● **Data listing**
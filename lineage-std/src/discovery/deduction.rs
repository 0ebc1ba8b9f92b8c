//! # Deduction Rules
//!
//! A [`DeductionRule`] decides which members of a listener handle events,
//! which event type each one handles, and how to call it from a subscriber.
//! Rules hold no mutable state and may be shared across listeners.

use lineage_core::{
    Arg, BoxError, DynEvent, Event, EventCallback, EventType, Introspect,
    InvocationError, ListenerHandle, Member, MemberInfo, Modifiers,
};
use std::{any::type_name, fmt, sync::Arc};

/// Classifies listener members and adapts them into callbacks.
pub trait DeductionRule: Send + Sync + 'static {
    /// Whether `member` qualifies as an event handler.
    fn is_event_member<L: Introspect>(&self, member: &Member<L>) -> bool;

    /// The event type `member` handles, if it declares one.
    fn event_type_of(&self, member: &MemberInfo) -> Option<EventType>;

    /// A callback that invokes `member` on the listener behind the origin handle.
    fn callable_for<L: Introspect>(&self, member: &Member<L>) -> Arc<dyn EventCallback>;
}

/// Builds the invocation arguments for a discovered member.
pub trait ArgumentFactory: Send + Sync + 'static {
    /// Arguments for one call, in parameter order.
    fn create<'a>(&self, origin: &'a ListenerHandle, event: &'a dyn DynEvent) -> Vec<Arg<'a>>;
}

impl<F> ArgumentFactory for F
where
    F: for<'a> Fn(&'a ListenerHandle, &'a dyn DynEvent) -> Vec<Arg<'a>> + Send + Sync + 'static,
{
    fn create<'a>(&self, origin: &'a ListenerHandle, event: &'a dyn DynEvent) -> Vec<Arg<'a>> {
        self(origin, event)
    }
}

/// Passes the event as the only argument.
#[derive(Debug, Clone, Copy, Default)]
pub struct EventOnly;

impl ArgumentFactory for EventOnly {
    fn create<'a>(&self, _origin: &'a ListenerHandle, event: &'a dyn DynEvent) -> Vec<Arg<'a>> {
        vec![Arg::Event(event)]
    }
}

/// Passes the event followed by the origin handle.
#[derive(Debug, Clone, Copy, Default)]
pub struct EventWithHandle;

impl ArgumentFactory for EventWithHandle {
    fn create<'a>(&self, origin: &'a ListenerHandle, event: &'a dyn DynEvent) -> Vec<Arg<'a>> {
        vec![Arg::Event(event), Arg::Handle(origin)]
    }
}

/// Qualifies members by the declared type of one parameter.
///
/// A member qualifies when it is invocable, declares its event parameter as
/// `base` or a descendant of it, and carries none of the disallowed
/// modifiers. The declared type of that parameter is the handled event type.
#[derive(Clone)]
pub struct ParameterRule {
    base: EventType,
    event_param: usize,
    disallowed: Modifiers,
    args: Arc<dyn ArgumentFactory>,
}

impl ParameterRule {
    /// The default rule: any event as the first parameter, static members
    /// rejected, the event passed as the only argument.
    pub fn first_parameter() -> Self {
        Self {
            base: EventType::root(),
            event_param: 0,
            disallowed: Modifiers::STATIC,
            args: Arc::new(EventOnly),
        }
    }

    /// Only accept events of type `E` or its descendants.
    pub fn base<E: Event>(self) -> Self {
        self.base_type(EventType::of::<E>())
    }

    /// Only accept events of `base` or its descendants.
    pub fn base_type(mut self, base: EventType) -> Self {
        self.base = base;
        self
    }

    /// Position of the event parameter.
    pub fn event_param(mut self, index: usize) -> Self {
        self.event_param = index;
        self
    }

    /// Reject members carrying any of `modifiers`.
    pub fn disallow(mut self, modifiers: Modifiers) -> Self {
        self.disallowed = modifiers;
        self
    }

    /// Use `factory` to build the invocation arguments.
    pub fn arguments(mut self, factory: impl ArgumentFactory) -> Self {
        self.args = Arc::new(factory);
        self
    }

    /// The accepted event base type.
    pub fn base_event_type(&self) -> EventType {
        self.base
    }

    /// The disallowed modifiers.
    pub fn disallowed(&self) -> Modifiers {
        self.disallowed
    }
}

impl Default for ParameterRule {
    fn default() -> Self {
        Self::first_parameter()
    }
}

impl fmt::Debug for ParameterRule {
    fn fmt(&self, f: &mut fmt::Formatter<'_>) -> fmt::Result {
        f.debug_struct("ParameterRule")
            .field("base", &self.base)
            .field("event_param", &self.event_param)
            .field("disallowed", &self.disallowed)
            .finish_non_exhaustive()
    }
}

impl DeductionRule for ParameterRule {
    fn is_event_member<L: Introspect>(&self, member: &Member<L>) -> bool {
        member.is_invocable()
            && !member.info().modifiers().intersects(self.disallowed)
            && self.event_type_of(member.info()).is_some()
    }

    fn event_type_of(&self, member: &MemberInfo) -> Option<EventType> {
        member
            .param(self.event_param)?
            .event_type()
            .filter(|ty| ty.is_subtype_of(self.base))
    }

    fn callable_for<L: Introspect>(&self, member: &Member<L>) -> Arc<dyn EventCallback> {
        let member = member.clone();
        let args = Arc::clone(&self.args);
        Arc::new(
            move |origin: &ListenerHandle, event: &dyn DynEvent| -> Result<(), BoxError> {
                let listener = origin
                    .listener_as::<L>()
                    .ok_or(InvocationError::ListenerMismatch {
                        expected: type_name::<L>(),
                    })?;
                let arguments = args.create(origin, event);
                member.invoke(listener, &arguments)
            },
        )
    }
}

● **Problem details**
Write out exactly the lines from the beginning of the material above through the line with "them into callbacks.", including both and omitting all others.

● **Output below**
filename lineage-std/src/discovery/deduction.rs
repository 0ebc1ba8b9f92b8c
//! # Deduction Rules
//!
//! A [`DeductionRule`] decides which members of a listener handle events,
//! which event type each one handles, and how to call it from a subscriber.
//! Rules hold no mutable state and may be shared across listeners.

use lineage_core::{
    Arg, BoxError, DynEvent, Event, EventCallback, EventType, Introspect,
    InvocationError, ListenerHandle, Member, MemberInfo, Modifiers,
};
use std::{any::type_name, fmt, sync::Arc};

/// Classifies listener members and adapts them into callbacks.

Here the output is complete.